Guardó otra vez silencio.
—Díganos qué es lo que debemos hacer ahora —le apremió Egg.
—Solo una cosa: pensar.
—¿Pensar? —exclamó la joven. En su voz había cierto tono de disgusto.
—Eso mismo. ¡Pensar! Con el pensamiento se alcanzan a resolver todos los problemas.
—¿No podemos hacer algo?
—A usted solo le gusta la acción, ¿verdad, mademoiselle? Claro que todavía hay cosas que hacer. Tenemos, por ejemplo, ese pueblo, Gilling, donde el señor Babbington vivió durante muchos años. Puede usted investigar allí. Según me ha dicho, la madre de la señorita Milray vive allí y está paralítica. Una paralítica suele enterarse de todo. Oye todo lo que se dice y no olvida nada. Interróguela y quizá saque algo en limpio, ¿quién sabe?

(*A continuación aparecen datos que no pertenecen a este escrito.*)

//! End-to-end tests: instance directories on disk to rows in a CSV table

use odk_condense::{
    CondenseError, Condenser, EngineConfig, FormSchema, LookupTable, OutputTable, WriteMode,
};
use std::path::{Path, PathBuf};
use tempfile::TempDir;

const HOUSEHOLD_LOG: &str = "# Form log v1.0\n\
    1500000000000\tBF\tBF\t\n\
    1500000001000\tEP\t/HHQ/age[1]\t\n\
    1500000003000\tLP\t/HHQ/age[1]\t41\n\
    1500000003500\tSW\t/HHQ/age[1]\t\n\
    1500000004000\tEP\t/HHQ/sex[1]\t\n\
    1500000016000\tLP\t/HHQ/sex[1]\tfemale\n\
    1500000017000\tSF\tnull\t\n";

const FACILITY_LOG: &str = "# Form log v1.0\n\
    1500000000000\tEP\t/SDP/facility_name[1]\t\n\
    1500000002000\tLP\t/SDP/facility_name[1]\tClinic\n";

fn init_logging() {
    let _ = env_logger::builder().is_test(true).try_init();
}

fn write_instance(root: &Path, id: &str, log: &str, submission: &str) -> PathBuf {
    let dir = root.join(id);
    std::fs::create_dir_all(&dir).unwrap();
    std::fs::write(dir.join("log.txt"), log).unwrap();
    std::fs::write(dir.join("submission.xml"), submission).unwrap();
    dir
}

fn household_submission(province: &str) -> String {
    format!(
        r#"<?xml version="1.0"?><HHQ id="HQ-v12" version="1"><province>{}</province><age>41</age></HHQ>"#,
        province
    )
}

fn lookup() -> LookupTable {
    let mut lookup = LookupTable::new();
    lookup.add_form(
        FormSchema::new("HQ-v12", "Household")
            .with_prompts(["age", "sex"])
            .with_tags(["province"]),
    );
    lookup.add_form(FormSchema::new("SDP-v1", "Facility").with_prompts(["facility_name"]));
    lookup
}

#[test]
fn test_condense_and_append_rows() {
    init_logging();
    let dir = TempDir::new().unwrap();
    let first = write_instance(dir.path(), "uuid1", HOUSEHOLD_LOG, &household_submission("Kinshasa"));
    let second = write_instance(dir.path(), "uuid2", HOUSEHOLD_LOG, &household_submission("Kasai"));
    std::fs::write(first.join("1500000002000.jpg"), [0u8; 64]).unwrap();

    let condenser = Condenser::new(EngineConfig::new()).with_lookup(lookup());
    let out = dir.path().join("condensed.csv");
    let mut table = OutputTable::open(&out, WriteMode::Append).unwrap();

    for path in [&first, &second] {
        let condensed = condenser.condense_dir(path).unwrap();
        table.append(&condensed.columns(), &condensed.row()).unwrap();
    }

    let mut reader = csv::Reader::from_path(&out).unwrap();
    let headers = reader.headers().unwrap().clone();
    let rows: Vec<csv::StringRecord> = reader.records().map(|r| r.unwrap()).collect();
    assert_eq!(rows.len(), 2);

    let column = |name: &str| headers.iter().position(|h| h == name).unwrap();
    assert_eq!(&rows[0][column("instance_id")], "uuid1");
    assert_eq!(&rows[0][column("province")], "Kinshasa");
    assert_eq!(&rows[1][column("province")], "Kasai");
    assert_eq!(&rows[0][column("photo_bytes")], "64");
    assert_eq!(&rows[1][column("photo_bytes")], "0");
    assert_eq!(&rows[0][column("log_version")], "v1.0");

    // age: 2 s active; sex: one 12 s gap counted as a break
    assert_eq!(&rows[0][column("age_t")], "2000");
    assert_eq!(&rows[0][column("age_d")], "1");
    assert_eq!(&rows[0][column("sex_t")], "0");
    assert_eq!(&rows[0][column("sex_b")], "12000");
    assert_eq!(&rows[0][column("total_swipe_events")], "1");
    assert_eq!(&rows[0][column("screen_count")], "2");
    assert_eq!(&rows[0][column("save_count")], "1");
}

#[test]
fn test_second_form_with_different_columns_is_rejected() {
    init_logging();
    let dir = TempDir::new().unwrap();
    let household = write_instance(dir.path(), "uuid1", HOUSEHOLD_LOG, &household_submission("Kinshasa"));
    let facility = write_instance(
        dir.path(),
        "uuid2",
        FACILITY_LOG,
        r#"<SDP id="SDP-v1"><facility_name>Clinic</facility_name></SDP>"#,
    );

    let condenser = Condenser::new(EngineConfig::new()).with_lookup(lookup());
    let out = dir.path().join("condensed.csv");
    let mut table = OutputTable::open(&out, WriteMode::Append).unwrap();

    let first = condenser.condense_dir(&household).unwrap();
    table.append(&first.columns(), &first.row()).unwrap();
    let before = std::fs::read_to_string(&out).unwrap();

    let second = condenser.condense_dir(&facility).unwrap();
    let result = table.append(&second.columns(), &second.row());
    match result {
        Err(CondenseError::HeaderMismatch(mismatch)) => {
            assert!(mismatch.missing.contains(&"age_t".to_string()));
            assert!(mismatch.extra.contains(&"facility_name_t".to_string()));
        }
        other => panic!("expected header mismatch, got {:?}", other),
    }

    assert_eq!(std::fs::read_to_string(&out).unwrap(), before);
}

#[test]
fn test_reopened_table_skips_analyzed_instances() {
    let dir = TempDir::new().unwrap();
    let instance = write_instance(dir.path(), "uuid1", HOUSEHOLD_LOG, &household_submission("Kinshasa"));
    let condenser = Condenser::new(EngineConfig::new()).with_lookup(lookup());
    let out = dir.path().join("condensed.csv");

    {
        let mut table = OutputTable::open(&out, WriteMode::Append).unwrap();
        let condensed = condenser.condense_dir(&instance).unwrap();
        table.append(&condensed.columns(), &condensed.row()).unwrap();
    }

    let table = OutputTable::open(&out, WriteMode::Append).unwrap();
    assert!(table.contains("uuid1"));
    assert!(!table.contains("uuid2"));
}

#[test]
fn test_broken_instance_fails_alone() {
    init_logging();
    let dir = TempDir::new().unwrap();
    let good = write_instance(dir.path(), "uuid1", HOUSEHOLD_LOG, &household_submission("Kinshasa"));
    let broken = write_instance(dir.path(), "uuid2", HOUSEHOLD_LOG, "<HHQ id=\"HQ-v12\"><age>");
    let missing_log = dir.path().join("uuid3");
    std::fs::create_dir_all(&missing_log).unwrap();
    std::fs::write(missing_log.join("submission.xml"), household_submission("Kasai")).unwrap();

    let condenser = Condenser::new(EngineConfig::new()).with_lookup(lookup());
    assert!(condenser.condense_dir(&good).is_ok());
    assert!(matches!(
        condenser.condense_dir(&broken),
        Err(CondenseError::XmlParseError(_))
    ));
    assert!(matches!(
        condenser.condense_dir(&missing_log),
        Err(CondenseError::MissingArtifact(_))
    ));
}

—¿Usted no va a hacer nada? —insistió Egg.
—¿Hace usted hincapié en que debo ser más activo? Eh bien, se hará lo que usted desea. Solo que no saldré de este lugar. Estoy muy bien aquí. Pero voy a contarle lo que haré. Daré una fiesta. Eso es muy elegante, ¿verdad?
—¿Una fiesta?
—Précisément, y a ella invitaré a la señora Dacres, a su marido, a la señorita Sutcliffe, a la señorita Wills, al señor Manders y a su encantadora madre, mademoiselle.
—¿Y a mí?
—Claro, a usted también. Todos los que están aquí presentes quedan incluidos en la invitación.
—¡Hurra! —gritó Egg—. No me ha defraudado usted, monsieur Poirot. Algo importante ocurrirá en esa fiesta, ¿verdad que sí?